Proceeds from natural gas drilling play a prominent role in the Governor's proposed budget for the fiscal year beginning July 1st, 2010. The Governor has proposed an additional transfer of $180 million from the Oil and Gas Lease Fund to the State's general fund. In addition, the Governor has proposed a new "severance tax" on natural gas extraction on both public and private lands. The tax consists of 5% of the value of natural gas at the time of its extraction, plus a flat $.047 per thousand cubic feet of gas extracted. There is an exemption for wells producing less than 60 thousand cubic feet per day.

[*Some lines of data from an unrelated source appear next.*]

use super::AuthError;
use serde::Deserialize;
use std::path::Path;

const DEFAULT_AUTH_URI: &str = "https://accounts.google.com/o/oauth2/auth";
const DEFAULT_TOKEN_URI: &str = "https://oauth2.googleapis.com/token";

/// OAuth client identifiers from the cloud console download.
#[derive(Debug, Clone, Deserialize)]
pub struct ClientSecret {
    pub client_id: String,
    #[serde(default)]
    pub client_secret: String,
    #[serde(default = "default_auth_uri")]
    pub auth_uri: String,
    #[serde(default = "default_token_uri")]
    pub token_uri: String,
}

fn default_auth_uri() -> String {
    DEFAULT_AUTH_URI.to_string()
}

fn default_token_uri() -> String {
    DEFAULT_TOKEN_URI.to_string()
}

/// The console wraps the client under "installed" or "web".
#[derive(Deserialize)]
struct ClientSecretFile {
    installed: Option<ClientSecret>,
    web: Option<ClientSecret>,
}

impl ClientSecret {
    pub fn load(path: &Path) -> Result<Self, AuthError> {
        let json = std::fs::read_to_string(path).map_err(|e| {
            AuthError::ClientSecret(format!("cannot read {}: {}", path.display(), e))
        })?;
        Self::from_json(&json)
            .map_err(|e| AuthError::ClientSecret(format!("{}: {}", path.display(), e)))
    }

    pub fn from_json(json: &str) -> Result<Self, String> {
        let file: ClientSecretFile = serde_json::from_str(json).map_err(|e| e.to_string())?;
        let secret = file
            .installed
            .or(file.web)
            .ok_or_else(|| "expected an \"installed\" or \"web\" client".to_string())?;

        if secret.client_id.trim().is_empty() {
            return Err("client_id is empty".to_string());
        }
        Ok(secret)
    }
}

The tax would generate an estimated $160.7 million, and would help to form a new "Stimulus Transition Reserve Fund," which is being introduced to help prepare the state for the phase-out of federal stimulus money.
The 2010-2011 budget also provides for 68 new positions in the Department of Environmental Protection's oil and gas program, fully funded by drilling permit fees, and 12 new positions in DCNR to handle drilling in state forest land.
The Proposed Moratorium - House Bill 2235:
In February 2010 state assemblyman Greg Vitali and thirty cosponsors introduced House Bill 2235, the State Forest Natural Gas Lease Moratorium Act. The act would put a five year ban on any new leases, and would require DCNR to issue a yearly report on the effects of current drilling on the environment and quality of life. At the end of the five years, DCNR would only return to leasing new land if it determines "in its sole discretion" that the forests can be "sustained in a balanced state" that preserves its environmental quality and "recreation, social and aesthetic values.”
Vitali introduced H.B. 2235 in response to an agreement between budget negotiators to raise another $180 million for the 2010-11 budget by leasing additional state forest land for gas drilling. According to Young Philly Politics, the Governor gained acceptance of leasing from Vitali and others in the previous year's budget by agreeing that the 2010-2011 budget would not include any more."
As of May 1, 2010, HB 2235 had cleared the Environmental Resources and Energy committee and the Appropriations Committee. The bill is likely to pass in the House, where Democrats have a small majority, but then will face more difficult passage in the Republican-controlled Senate. Republicans from the rural northern counties above the shale have been outspoken against the bill. Vitali had hoped to have the moratorium in place in time to stop the round of leasing planned for this summer, but admitted on April 22 that this was not likely.